7. Memaklumkan. Tanggapan dari orang-orang itu dijadikan suatu ketetapan negara.

Merupakan praktik yang umum di antara orang-orang Semit, untuk menyertakan hewan mereka dalam masa perkabungan dan penderitaan.

Mungkin terlihat ganjil bagi orang-orang Barat, bahwa teriakan binatang-binatang yang sangat lapar, sengaja ditambahkan kepada jeritan orang-orang itu; tetapi orang-orang Timur memandangnya penting, agar permohonan berhasil.

8. Ternak, berselubung. Dengan mengenakan kain kabung pada temak, dan juga pada diri mereka sendiri, orang-orang Niniwe melambangkan kesatuan antara manusia dan alam dalam merendahkan diri dan memohon.

Berbalik dari tingkah lakunya yang jahat. Sebagaimana sering terjadi dalam masa-masa bahaya, orang-orang yang biasanya terlihat sama sekali tak peduli, menjadi sangat sadar akan kesalahan-kesalahan mereka - suatu pernyataan pilu tentang kurangnya rasa syukur manusia atas berkat-berkat Allah dalam masa-masa yang baik.

Dari kekerasan. Bangsa Asyur terkenal atas kekejaman mereka kepada bangsa lain, terutama kepada para tawanan perang.

Penduduk Niniwe digerakkan hati nuraninya untuk menyadari, bahwa perlakuan mereka terhadap bangsa lain hampir menyebabkan bencana atas mereka.

9. Allah akan berbalik dan menyesal.

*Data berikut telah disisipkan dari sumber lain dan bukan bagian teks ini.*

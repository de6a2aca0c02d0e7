//! RIDE debug adapter
//!
//! Presents an interpreter's window and token oriented tracing model as DAP
//! style threads, stack frames and breakpoints. [`DebugAdapter`] answers
//! host requests; interpreter pushes are folded into its model on a
//! background thread and surface as [`Event`]s.
mod connector;
mod debugger;
mod internals;
mod sources;
mod state;
pub mod types;

pub use connector::{Connector, TcpConnector};
pub use debugger::{AdapterSettings, DebugAdapter, PauseFallback};
pub use state::{ConnectTarget, Event, Lifecycle, OutputCategory, RunMode, StopReason};
use crate::sources::{DeferredBreakpoints, SourceBindings, SourceKey};
use crate::state::{Event, Lifecycle, OutputCategory, StopReason};
use crate::types::{
    Breakpoint, Source, SourceBreakpoint, SourceReference, StackFrame, Thread, ThreadId,
};

/// Thread reported by interpreters that never mention one.
const MAIN_THREAD: ThreadId = 0;

/// Work produced while handling an inbound message.
///
/// Computed with the internals locked and carried out after the lock is
/// released, so sending can never re-enter adapter state.
#[derive(Debug, Default, PartialEq)]
pub(crate) struct Effects {
    pub(crate) commands: Vec<Command>,
    pub(crate) events: Vec<Event>,
    /// The interpreter reported a fatal condition.
    pub(crate) terminate: bool,
}

/// An open debugging frame at the interpreter.
#[derive(Debug, Clone, PartialEq, Eq)]
pub(crate) struct TracerWindow {
    pub(crate) token: Token,
    pub(crate) thread_id: ThreadId,
    pub(crate) name: String,
    /// 0-based
    pub(crate) line: i64,
    /// 0-based
    pub(crate) column: i64,
    activated: u64,
}

/// Where an interpreter window was last seen, tracer or not.
#[derive(Debug, Clone)]
struct WindowInfo {
    name: String,
    tid: Option<ThreadId>,
    line: i64,
    column: i64,
}

impl From<&WindowContent> for WindowInfo {
    fn from(window: &WindowContent) -> Self {
        Self {
            name: window.name.clone(),
            tid: window.tid,
            line: window.current_row,
            column: window.current_column,
        }
    }
}
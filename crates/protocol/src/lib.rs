//! RIDE command codec
//!
//! Converts frame payloads into typed [`Command`]s and back. The wire form of
//! a command is a two element JSON array, `["Name", {args}]`.
//!
//! ```
//! use protocol::{Command, DecodedMessage, WindowRef, decode, encode};
//!
//! let payload = encode(&Command::RunCurrentLine(WindowRef::new(700)))?;
//! assert_eq!(payload, r#"["RunCurrentLine",{"win":700}]"#);
//!
//! match decode(&payload) {
//!     DecodedMessage::Command(Command::RunCurrentLine(r)) => assert_eq!(r.win, 700),
//!     other => panic!("unexpected {other:?}"),
//! }
//! # Ok::<(), serde_json::Error>(())
//! ```
mod codec;
mod command;
pub mod flag;

pub use codec::{DecodedMessage, decode, encode, encode_parts};
pub use command::*;

/// Prompt type reported while the interpreter is busy executing.
pub const PROMPT_BUSY: i64 = 0;

/// `AppendSessionOutput` type used for the echo of submitted input.
pub const OUTPUT_INPUT_ECHO: i64 = 14;
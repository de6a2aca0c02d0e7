use std::path::PathBuf;

use clap::{Parser, ValueEnum};
use eyre::WrapErr;
use serde::Serialize;
use trafficlog::read_log;
use tracing_subscriber::EnvFilter;
use transport::Direction;

#[derive(Debug, Clone, Copy, ValueEnum)]
enum Only {
    Inbound,
    Outbound,
}

#[derive(Debug, Parser)]
struct Args {
    file: PathBuf,

    /// Show one direction only
    #[clap(short, long)]
    only: Option<Only>,
}

#[derive(Serialize)]
struct Shown {
    direction: String,
    timestamp_ms: u64,
    message: serde_json::Value,
}

fn main() -> eyre::Result<()> {
    tracing_subscriber::fmt()
        .with_env_filter(EnvFilter::from_default_env())
        .with_writer(std::io::stderr)
        .init();

    let args = Args::parse();
    tracing::debug!(?args, "parsed command line arguments");

    let wanted = args.only.map(|only| match only {
        Only::Inbound => Direction::Inbound,
        Only::Outbound => Direction::Outbound,
    });
    let shown: Vec<Shown> = read_log(&args.file)
        .context("reading traffic log")?
        .into_iter()
        .filter(|entry| wanted.is_none_or(|d| entry.is(d)))
        .map(|entry| Shown {
            message: entry.message(),
            direction: entry.direction,
            timestamp_ms: entry.timestamp_ms,
        })
        .collect();
    println!(
        "{}",
        serde_json::to_string_pretty(&shown).context("serializing messages")?
    );

    Ok(())
}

Dua kata kerja ini tidak berarti, bahwa orang-orang Niniwe berpikir kalau Allah berubah-ubah.

Sebaliknya, kata-kata kerja itu menunjukkan, bahwa orang-orang kafir ini yakin, bahwa kerinduan terbesar Tuhan, bukanlah untuk menghancurkan manusia, melainkan untuk menyelamatkan mereka.

Kata menyesal, bila dikenakan untuk Allah, bukan berarti penderitaan karena dosa.

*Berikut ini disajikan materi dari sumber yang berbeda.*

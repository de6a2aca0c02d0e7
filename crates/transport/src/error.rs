//! Error types for the transport layer.

use std::io;

/// Errors that can occur while framing, reading or writing RIDE messages.
///
/// Every variant except [`TransportError::Io`] and [`TransportError::Closed`]
/// is fatal to the link: the byte stream can no longer be trusted to be
/// aligned on a frame boundary.
#[derive(Debug, thiserror::Error)]
pub enum TransportError {
    /// An I/O error occurred while reading or writing.
    #[error("I/O error: {0}")]
    Io(#[from] io::Error),

    /// The four tag bytes following the length did not match the expected magic.
    #[error("bad magic tag {found:?}, expected {expected:?}")]
    BadMagic {
        /// The tag bytes that were read.
        found: [u8; 4],
        /// The tag bytes the codec was configured with.
        expected: [u8; 4],
    },

    /// The declared frame length is smaller than the fixed header.
    #[error("declared frame length {0} is shorter than the 8 byte header")]
    BadLength(u32),

    /// The declared frame length exceeds the configured maximum.
    #[error("frame size {size} exceeds maximum allowed {max}")]
    FrameTooLarge {
        /// The declared frame size.
        size: usize,
        /// The maximum allowed size.
        max: usize,
    },

    /// The frame payload was not valid UTF-8.
    #[error("frame payload is not valid UTF-8")]
    InvalidUtf8(#[source] std::str::Utf8Error),

    /// The peer closed the stream part way through a frame.
    #[error("stream closed with {0} bytes of an incomplete frame buffered")]
    Truncated(usize),

    /// The peer closed the stream.
    #[error("connection closed")]
    Closed,

    /// The version negotiation did not follow the expected sequence.
    #[error("handshake failed: expected {expected:?}, received {received:?}")]
    Handshake {
        /// What this side expected to read.
        expected: String,
        /// What was actually read.
        received: String,
    },

    /// No frame arrived within the allotted time.
    #[error("timed out after {0:?} waiting for a frame")]
    Timeout(std::time::Duration),
}

impl TransportError {
    /// Whether the error means the remote end has gone away.
    pub fn is_disconnect(&self) -> bool {
        match self {
            TransportError::Closed | TransportError::Truncated(_) => true,
            TransportError::Io(e) => matches!(
                e.kind(),
                io::ErrorKind::BrokenPipe
                    | io::ErrorKind::ConnectionReset
                    | io::ErrorKind::ConnectionAborted
                    | io::ErrorKind::UnexpectedEof
            ),
            _ => false,
        }
    }
}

Kata itu lebih menunjuk kepada keputusan di pihak Allah untuk mengubah metode-Nya dalam menghadapi makhluk ciptaan-Nya.

Allah senang bila manusia sungguh-sungguh menolak dosa, dan sebagai tanggapan, Dia mencurahkan kasih-Nya secara melimpah.

Penghakiman Ditarik Kembali (3:10).

Pemberitaan Yunus tampaknya bukan sebuah kalimat "pengandaian"; namun kenyataannya itu bersyarat, karena ancaman hukuman Allah bisa dibatalkan ketika pertobatan sejati ditunjukkan.

Janji-janji Tuhan tentang keselamatan lebih diutamakan daripada ancaman-ancaman-Nya.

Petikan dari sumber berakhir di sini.